Find all lines below containing the string "lower" and return them.
+++ Exercise inputs
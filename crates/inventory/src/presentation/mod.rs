pub mod dto;
pub mod handlers;
pub mod router;
//! Authenticated request principal
//!
//! [`CurrentUser`] is inserted into request extensions by the auth
//! middleware after a bearer token has been validated; handlers call
//! [`CurrentUser::require`] with their declared allow-list.

use crate::error::app_error::{AppError, AppResult};
use crate::role::{Role, RoleSet};

/// The authenticated caller of the current request
#[derive(Debug, Clone, Copy, PartialEq, Eq)]
pub struct CurrentUser {
    pub user_id: i32,
    pub role: Role,
}

impl CurrentUser {
    pub fn new(user_id: i32, role: Role) -> Self {
        Self { user_id, role }
    }

    /// Check this principal against an operation's allow-list
    ///
    /// Returns 403 Forbidden when the role is not in the set.
    pub fn require(&self, allowed: RoleSet) -> AppResult<()> {
        if allowed.contains(self.role) {
            Ok(())
        } else {
            Err(
                AppError::forbidden(format!("Role {} may not perform this operation", self.role))
                    .with_action(format!("Requires one of: {}", allowed)),
            )
        }
    }
}

#[cfg(test)]
mod tests {
    use super::*;
    use crate::error::kind::ErrorKind;

    #[test]
    fn test_require_allows_listed_role() {
        let user = CurrentUser::new(1, Role::Admin);
        assert!(user.require(RoleSet::ADMIN_ONLY).is_ok());
        assert!(user.require(RoleSet::ALL).is_ok());
    }

    #[test]
    fn test_require_rejects_unlisted_role() {
        let user = CurrentUser::new(2, Role::Elev);
        let err = user.require(RoleSet::STAFF).unwrap_err();
        assert_eq!(err.kind(), ErrorKind::Forbidden);
    }
}
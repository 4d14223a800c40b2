//! Register User Use Case
//!
//! Creating a user is the one create path with extra rules: the clear
//! text password goes through the policy check and Argon2id hashing
//! here, and only the hash reaches the repository.

use std::sync::Arc;

use kernel::role::Role;
use platform::password::ClearTextPassword;

use crate::domain::entity::{NewUserRecord, User};
use crate::domain::repository::InventoryRepository;
use crate::error::{InventoryError, InventoryResult};

/// Register user input
pub struct RegisterUserInput {
    pub user_name: String,
    pub first_name: String,
    pub last_name: String,
    pub role: Role,
    pub password: String,
}

/// Register user use case
pub struct RegisterUserUseCase<S>
where
    S: InventoryRepository,
{
    repo: Arc<S>,
}

impl<S> RegisterUserUseCase<S>
where
    S: InventoryRepository,
{
    pub fn new(repo: Arc<S>) -> Self {
        Self { repo }
    }

    pub async fn execute(&self, input: RegisterUserInput) -> InventoryResult<User> {
        let password = ClearTextPassword::new(input.password)?;
        let hash = password
            .hash()
            .map_err(|e| InventoryError::Internal(e.to_string()))?;

        let user = self
            .repo
            .create_user(NewUserRecord {
                user_name: input.user_name,
                first_name: input.first_name,
                last_name: input.last_name,
                role: input.role,
                password_hash: hash.as_phc_string().to_string(),
            })
            .await?;

        tracing::info!(user_id = user.user_id, role = %user.role, "User registered");
        Ok(user)
    }
}
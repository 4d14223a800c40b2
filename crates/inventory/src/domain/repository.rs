//! Repository Traits
//!
//! Interfaces for inventory persistence. Implementations are in the
//! infrastructure layer.

use crate::domain::archive::{ArchiveEntity, ArchiveNote, Archived};
use crate::domain::entity::{
    Item, ItemGroup, ItemType, Loan, NewItem, NewItemGroup, NewItemType, NewLoan, NewRequest,
    NewUserRecord, Request, User, UserProfileUpdate,
};
use crate::error::InventoryResult;

/// Generic archive engine, one implementation for all six kinds
#[trait_variant::make(Send)]
pub trait ArchiveStore {
    /// Move a live row into its archive table
    async fn archive<E: ArchiveEntity>(
        &self,
        id: i32,
        note: &ArchiveNote,
    ) -> InventoryResult<Archived<E>>;

    /// Move an archived row back into its live table under its original id
    async fn restore<E: ArchiveEntity>(&self, id: i32) -> InventoryResult<E>;

    /// Permanently delete an archived row
    async fn purge<E: ArchiveEntity>(&self, id: i32) -> InventoryResult<()>;

    async fn find_live<E: ArchiveEntity>(&self, id: i32) -> InventoryResult<Option<E>>;

    async fn list_live<E: ArchiveEntity>(&self) -> InventoryResult<Vec<E>>;

    async fn find_archived<E: ArchiveEntity>(&self, id: i32)
    -> InventoryResult<Option<Archived<E>>>;

    async fn list_archived<E: ArchiveEntity>(&self) -> InventoryResult<Vec<Archived<E>>>;
}

/// Typed per-entity create/update repository
///
/// Create always yields a fresh serial id; update never changes the id.
#[trait_variant::make(InventoryRepository: Send)]
pub trait LocalInventoryRepository {
    async fn create_item_type(&self, new: NewItemType) -> InventoryResult<ItemType>;
    async fn update_item_type(&self, id: i32, new: NewItemType) -> InventoryResult<ItemType>;

    async fn create_item_group(&self, new: NewItemGroup) -> InventoryResult<ItemGroup>;
    async fn update_item_group(&self, id: i32, new: NewItemGroup) -> InventoryResult<ItemGroup>;

    async fn create_item(&self, new: NewItem) -> InventoryResult<Item>;
    async fn update_item(&self, id: i32, new: NewItem) -> InventoryResult<Item>;

    async fn create_user(&self, new: NewUserRecord) -> InventoryResult<User>;
    async fn update_user(&self, id: i32, update: UserProfileUpdate) -> InventoryResult<User>;

    async fn create_loan(&self, new: NewLoan) -> InventoryResult<Loan>;
    async fn update_loan(&self, id: i32, new: NewLoan) -> InventoryResult<Loan>;

    async fn create_request(&self, new: NewRequest) -> InventoryResult<Request>;
    async fn update_request(&self, id: i32, new: NewRequest) -> InventoryResult<Request>;

    /// Whether any live user rows exist (admin bootstrap check)
    async fn any_users(&self) -> InventoryResult<bool>;
}
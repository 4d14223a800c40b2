pub mod archive;
pub mod postgres;
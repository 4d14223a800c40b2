pub mod item;
pub mod item_group;
pub mod item_type;
pub mod loan;
pub mod request;
pub mod user;

pub use item::{Item, NewItem};
pub use item_group::{ItemGroup, NewItemGroup};
pub use item_type::{ItemType, NewItemType};
pub use loan::{Loan, NewLoan};
pub use request::{NewRequest, Request};
pub use user::{NewUserRecord, User, UserProfileUpdate};
//! API Server Entry Point
//!
//! Application entry point and server initialization.
//! Uses `anyhow` for startup errors, but application-level
//! errors should use `kernel::error::AppError`.

use std::env;
use std::net::SocketAddr;
use std::sync::Arc;

use auth::{AuthConfig, PgCredentialRepository, auth_router};
use auth::middleware::require_bearer;
use auth::presentation::router::AuthAppState;
use axum::{
    Router, http,
    http::{Method, header},
    middleware::from_fn_with_state,
};
use base64::Engine;
use base64::engine::general_purpose;
use inventory::application::{RegisterUserInput, RegisterUserUseCase};
use inventory::domain::repository::InventoryRepository;
use inventory::{InventoryAppState, PgInventoryStore, inventory_router};
use kernel::role::Role;
use sqlx::postgres::PgPoolOptions;
use tokio::net::TcpListener;
use tower_http::cors::{AllowHeaders, AllowMethods, CorsLayer};
use tower_http::trace::TraceLayer;
use tracing_subscriber::{layer::SubscriberExt, util::SubscriberInitExt};

#[tokio::main]
async fn main() -> anyhow::Result<()> {
    // Load .env file
    dotenvy::dotenv().ok();

    // Initialize tracing
    tracing_subscriber::registry()
        .with(
            tracing_subscriber::EnvFilter::try_from_default_env()
                .unwrap_or_else(|_| "api=info,auth=info,inventory=info,tower_http=info".into()),
        )
        .with(tracing_subscriber::fmt::layer())
        .init();

    // Database connection
    let database_url = env::var("DATABASE_URL").expect("DATABASE_URL must be set in environment");

    let pool = PgPoolOptions::new()
        .max_connections(5)
        .connect(&database_url)
        .await?;

    tracing::info!("Connected to database");

    // Run migrations
    sqlx::migrate!("../../migrations").run(&pool).await?;

    tracing::info!("Migrations completed");

    // Token signing secret
    let auth_config = if cfg!(debug_assertions) {
        AuthConfig::with_random_secret()
    } else {
        // In production, load secret from environment
        let secret_b64 =
            env::var("AUTH_TOKEN_SECRET").expect("AUTH_TOKEN_SECRET must be set in production");
        let secret_bytes = Engine::decode(&general_purpose::STANDARD, &secret_b64)?;
        anyhow::ensure!(
            secret_bytes.len() == 32,
            "AUTH_TOKEN_SECRET must decode to exactly 32 bytes"
        );
        let mut secret = [0u8; 32];
        secret.copy_from_slice(&secret_bytes);
        AuthConfig::with_secret(secret)
    };

    let store = Arc::new(PgInventoryStore::new(pool.clone()));
    let auth_state = AuthAppState::new(
        Arc::new(PgCredentialRepository::new(pool.clone())),
        Arc::new(auth_config),
    );

    // First start on an empty database: create the initial admin so
    // someone can log in and create everyone else
    bootstrap_admin(&store).await?;

    // CORS configuration
    let frontend_origins = env::var("FRONTEND_ORIGINS")
        .unwrap_or_else(|_| "http://localhost:4200,http://127.0.0.1:4200".to_string());

    let allowed_origins: Vec<http::HeaderValue> = frontend_origins
        .split(',')
        .filter_map(|origin| origin.trim().parse().ok())
        .collect();

    let cors = CorsLayer::new()
        .allow_origin(allowed_origins)
        .allow_methods(AllowMethods::list([
            Method::GET,
            Method::POST,
            Method::PUT,
            Method::DELETE,
            Method::OPTIONS,
        ]))
        .allow_headers(AllowHeaders::list([
            header::CONTENT_TYPE,
            header::AUTHORIZATION,
            header::ACCEPT,
        ]));

    // Build router: every inventory route sits behind the bearer check;
    // /api/auth manages its own public/protected split
    let protected = inventory_router(InventoryAppState::new(store)).route_layer(
        from_fn_with_state(
            auth_state.clone(),
            require_bearer::<PgCredentialRepository>,
        ),
    );

    let app = Router::new()
        .nest("/api/auth", auth_router(auth_state))
        .nest("/api", protected)
        .layer(TraceLayer::new_for_http())
        .layer(cors);

    // Start server
    let addr = SocketAddr::from(([0, 0, 0, 0], 8080));
    tracing::info!("Listening on {}", addr);

    let listener = TcpListener::bind(addr).await?;
    axum::serve(listener, app).await?;

    Ok(())
}

/// Create the initial admin account when the users table is empty
///
/// Controlled by `BOOTSTRAP_ADMIN_USER` / `BOOTSTRAP_ADMIN_PASSWORD`;
/// without them an empty database simply stays empty.
async fn bootstrap_admin(store: &Arc<PgInventoryStore>) -> anyhow::Result<()> {
    if store.any_users().await.map_err(anyhow::Error::from)? {
        return Ok(());
    }

    let (Ok(user_name), Ok(password)) = (
        env::var("BOOTSTRAP_ADMIN_USER"),
        env::var("BOOTSTRAP_ADMIN_PASSWORD"),
    ) else {
        tracing::warn!("No users exist and no bootstrap admin configured");
        return Ok(());
    };

    let use_case = RegisterUserUseCase::new(store.clone());
    let admin = use_case
        .execute(RegisterUserInput {
            user_name,
            first_name: "System".to_string(),
            last_name: "Administrator".to_string(),
            role: Role::Admin,
            password,
        })
        .await
        .map_err(anyhow::Error::from)?;

    tracing::info!(user_id = admin.user_id, "Bootstrap admin created");
    Ok(())
}
//! Password Hashing and Verification
//!
//! NIST SP 800-63B compliant password handling with:
//! - Argon2id hashing (memory-hard, recommended by OWASP)
//! - Zeroization of sensitive data
//! - Rejection of predictable patterns
//!
//! ## Security Features
//! - Memory-hard hashing prevents GPU/ASIC attacks
//! - Zeroization prevents memory inspection attacks
//! - Unicode NFKC normalization before validation

use std::fmt;

use argon2::{Argon2, PasswordHash, PasswordHasher, PasswordVerifier, password_hash::SaltString};
use rand::rngs::OsRng;
use thiserror::Error;
use unicode_normalization::UnicodeNormalization;
use zeroize::{Zeroize, ZeroizeOnDrop};

// ============================================================================
// Constants (NIST SP 800-63B compliant)
// ============================================================================

/// Minimum password length (NIST: SHALL be at least 8)
pub const MIN_PASSWORD_LENGTH: usize = 8;

/// Maximum password length (NIST: SHOULD permit at least 64)
pub const MAX_PASSWORD_LENGTH: usize = 128;

/// Passwords that show up in every leaked-credentials list
const DENY_LIST: &[&str] = &[
    "password", "password1", "qwertyuiop", "12345678", "123456789", "1234567890",
];

// ============================================================================
// Error Types
// ============================================================================

/// Password policy violation errors
#[derive(Debug, Clone, PartialEq, Eq, Error)]
pub enum PasswordPolicyError {
    /// Password is too short
    #[error("Password must be at least {min} characters (got {actual})")]
    TooShort { min: usize, actual: usize },

    /// Password is too long
    #[error("Password must be at most {max} characters (got {actual})")]
    TooLong { max: usize, actual: usize },

    /// Password contains only whitespace
    #[error("Password cannot be empty or contain only whitespace")]
    EmptyOrWhitespace,

    /// Password contains invalid characters (control characters)
    #[error("Password contains invalid control characters")]
    InvalidCharacter,

    /// Password matches common patterns (sequential, repeated)
    #[error("Password is too common or follows a predictable pattern")]
    CommonPattern,
}

/// Password hashing/verification errors
#[derive(Debug, Error)]
pub enum PasswordHashError {
    /// Hashing operation failed
    #[error("Password hashing failed: {0}")]
    HashingFailed(String),

    /// Invalid hash format
    #[error("Invalid password hash format")]
    InvalidHashFormat,
}

// ============================================================================
// Clear Text Password (Zeroized on drop)
// ============================================================================

/// Clear text password with automatic memory zeroization
///
/// This type ensures that password data is securely erased from memory
/// when the value is dropped, preventing memory inspection attacks.
///
/// ## Security
/// - Implements `Zeroize` and `ZeroizeOnDrop`
/// - Does not implement `Clone` to prevent accidental copies
/// - Debug output is redacted
#[derive(Zeroize, ZeroizeOnDrop)]
pub struct ClearTextPassword(String);

impl ClearTextPassword {
    /// Create a new clear text password with validation
    ///
    /// Validates against NIST SP 800-63B requirements:
    /// - Minimum 8 characters
    /// - Maximum 128 characters
    /// - No control characters
    /// - Not empty/whitespace only
    /// - Not a trivially guessable pattern
    ///
    /// Unicode is normalized using NFKC before validation.
    pub fn new(raw: String) -> Result<Self, PasswordPolicyError> {
        // NIST: Unicode NFKC normalization before processing
        let normalized: String = raw.nfkc().collect();

        if normalized.trim().is_empty() {
            return Err(PasswordPolicyError::EmptyOrWhitespace);
        }

        // NIST: count Unicode code points, not bytes
        let char_count = normalized.chars().count();

        if char_count < MIN_PASSWORD_LENGTH {
            return Err(PasswordPolicyError::TooShort {
                min: MIN_PASSWORD_LENGTH,
                actual: char_count,
            });
        }

        if char_count > MAX_PASSWORD_LENGTH {
            return Err(PasswordPolicyError::TooLong {
                max: MAX_PASSWORD_LENGTH,
                actual: char_count,
            });
        }

        // Control characters are never legitimate password content
        // (space, tab and newline excepted)
        for ch in normalized.chars() {
            if ch.is_control() && ch != ' ' && ch != '\t' && ch != '\n' {
                return Err(PasswordPolicyError::InvalidCharacter);
            }
        }

        if is_common_pattern(&normalized) {
            return Err(PasswordPolicyError::CommonPattern);
        }

        Ok(Self(normalized))
    }

    /// Create without validation
    ///
    /// Only for testing or input that has already been validated.
    #[cfg(test)]
    pub fn new_unchecked(raw: String) -> Self {
        Self(raw)
    }

    /// Create for verification against an existing hash
    ///
    /// Applies NFKC normalization but skips the policy checks: the policy
    /// applies when a password is set, not when one is checked, and stored
    /// passwords may predate the current rules.
    pub fn for_verification(raw: String) -> Self {
        Self(raw.nfkc().collect())
    }

    /// Get the password as bytes for hashing
    pub(crate) fn as_bytes(&self) -> &[u8] {
        self.0.as_bytes()
    }

    /// Hash the password using Argon2id
    ///
    /// ## Returns
    /// PHC-formatted hash string wrapped in `HashedPassword`
    pub fn hash(&self) -> Result<HashedPassword, PasswordHashError> {
        // Random 128-bit salt per password
        let salt = SaltString::generate(OsRng);

        // Argon2::default() uses the OWASP recommended Argon2id
        // parameters: m=19456 (19 MiB), t=2, p=1
        let argon2 = Argon2::default();

        let hash = argon2
            .hash_password(self.as_bytes(), &salt)
            .map_err(|e| PasswordHashError::HashingFailed(e.to_string()))?;

        Ok(HashedPassword {
            hash: hash.to_string(),
        })
    }
}

impl fmt::Debug for ClearTextPassword {
    fn fmt(&self, f: &mut fmt::Formatter<'_>) -> fmt::Result {
        f.debug_tuple("ClearTextPassword")
            .field(&"[REDACTED]")
            .finish()
    }
}

// ============================================================================
// Hashed Password (Safe to store)
// ============================================================================

/// Hashed password in PHC string format
///
/// Stores the Argon2id hash in PHC format (algorithm identifier, version,
/// parameters, salt and hash in one string).
#[derive(Clone, PartialEq, Eq)]
pub struct HashedPassword {
    hash: String,
}

impl HashedPassword {
    /// Create from PHC string (e.g., from database)
    pub fn from_phc_string(s: impl Into<String>) -> Result<Self, PasswordHashError> {
        let hash = s.into();

        // Validate it's a valid PHC string
        PasswordHash::new(&hash).map_err(|_| PasswordHashError::InvalidHashFormat)?;

        Ok(Self { hash })
    }

    /// Get the PHC string for storage
    pub fn as_phc_string(&self) -> &str {
        &self.hash
    }

    /// Verify a password against this hash
    ///
    /// Argon2's verifier performs the comparison in constant time.
    pub fn verify(&self, password: &ClearTextPassword) -> bool {
        let Ok(parsed) = PasswordHash::new(&self.hash) else {
            return false;
        };

        Argon2::default()
            .verify_password(password.as_bytes(), &parsed)
            .is_ok()
    }
}

impl fmt::Debug for HashedPassword {
    fn fmt(&self, f: &mut fmt::Formatter<'_>) -> fmt::Result {
        f.debug_tuple("HashedPassword")
            .field(&"[REDACTED]")
            .finish()
    }
}

// ============================================================================
// Pattern checks
// ============================================================================

/// Reject the patterns people actually type when forced to pick a password
fn is_common_pattern(password: &str) -> bool {
    let lower = password.to_lowercase();

    if DENY_LIST.contains(&lower.as_str()) {
        return true;
    }

    let chars: Vec<char> = lower.chars().collect();

    // Single repeated character ("aaaaaaaa")
    if chars.iter().all(|&c| c == chars[0]) {
        return true;
    }

    // Strictly ascending or descending code points ("abcdefgh", "87654321")
    let ascending = chars.windows(2).all(|w| w[1] as u32 == w[0] as u32 + 1);
    let descending = chars.windows(2).all(|w| w[0] as u32 == w[1] as u32 + 1);

    ascending || descending
}

#[cfg(test)]
mod tests {
    use super::*;

    #[test]
    fn test_policy_accepts_reasonable_password() {
        assert!(ClearTextPassword::new("korrekt hest batteri".to_string()).is_ok());
    }

    #[test]
    fn test_policy_rejects_short() {
        let err = ClearTextPassword::new("abc1".to_string()).unwrap_err();
        assert!(matches!(err, PasswordPolicyError::TooShort { .. }));
    }

    #[test]
    fn test_policy_rejects_too_long() {
        let long = "x".repeat(MAX_PASSWORD_LENGTH + 1);
        // repeated char also matches CommonPattern; length must win first
        let err = ClearTextPassword::new(long).unwrap_err();
        assert!(matches!(err, PasswordPolicyError::TooLong { .. }));
    }

    #[test]
    fn test_policy_rejects_whitespace_only() {
        let err = ClearTextPassword::new("        ".to_string()).unwrap_err();
        assert_eq!(err, PasswordPolicyError::EmptyOrWhitespace);
    }

    #[test]
    fn test_policy_rejects_control_characters() {
        let err = ClearTextPassword::new("pass\u{0007}word".to_string()).unwrap_err();
        assert_eq!(err, PasswordPolicyError::InvalidCharacter);
    }

    #[test]
    fn test_policy_rejects_common_patterns() {
        for weak in ["12345678", "aaaaaaaa", "abcdefgh", "Password", "87654321"] {
            let err = ClearTextPassword::new(weak.to_string()).unwrap_err();
            assert_eq!(err, PasswordPolicyError::CommonPattern, "{weak}");
        }
    }

    #[test]
    fn test_nfkc_normalization() {
        // Fullwidth characters normalize to ASCII, so both spellings
        // produce the same stored password
        let a = ClearTextPassword::new("ｐassword42!".to_string()).unwrap();
        let b = ClearTextPassword::new("password42!".to_string()).unwrap();
        assert_eq!(a.as_bytes(), b.as_bytes());
    }

    #[test]
    fn test_hash_and_verify() {
        let password = ClearTextPassword::new("tilpas hemmelig 99".to_string()).unwrap();
        let hashed = password.hash().unwrap();

        assert!(hashed.as_phc_string().starts_with("$argon2id$"));
        assert!(hashed.verify(&password));

        let wrong = ClearTextPassword::new_unchecked("noget andet".to_string());
        assert!(!hashed.verify(&wrong));
    }

    #[test]
    fn test_from_phc_string_round_trip() {
        let password = ClearTextPassword::new("tilpas hemmelig 99".to_string()).unwrap();
        let hashed = password.hash().unwrap();

        let restored = HashedPassword::from_phc_string(hashed.as_phc_string()).unwrap();
        assert!(restored.verify(&password));
    }

    #[test]
    fn test_from_phc_string_rejects_garbage() {
        assert!(HashedPassword::from_phc_string("not-a-hash").is_err());
    }

    #[test]
    fn test_debug_is_redacted() {
        let password = ClearTextPassword::new("tilpas hemmelig 99".to_string()).unwrap();
        assert!(!format!("{:?}", password).contains("hemmelig"));
        let hashed = password.hash().unwrap();
        assert!(!format!("{:?}", hashed).contains("argon2"));
    }
}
++++++
• **Expected answer**:
    let lower = password.to_lowercase();
    if DENY_LIST.contains(&lower.as_str()) {
    let chars: Vec<char> = lower.chars().collect();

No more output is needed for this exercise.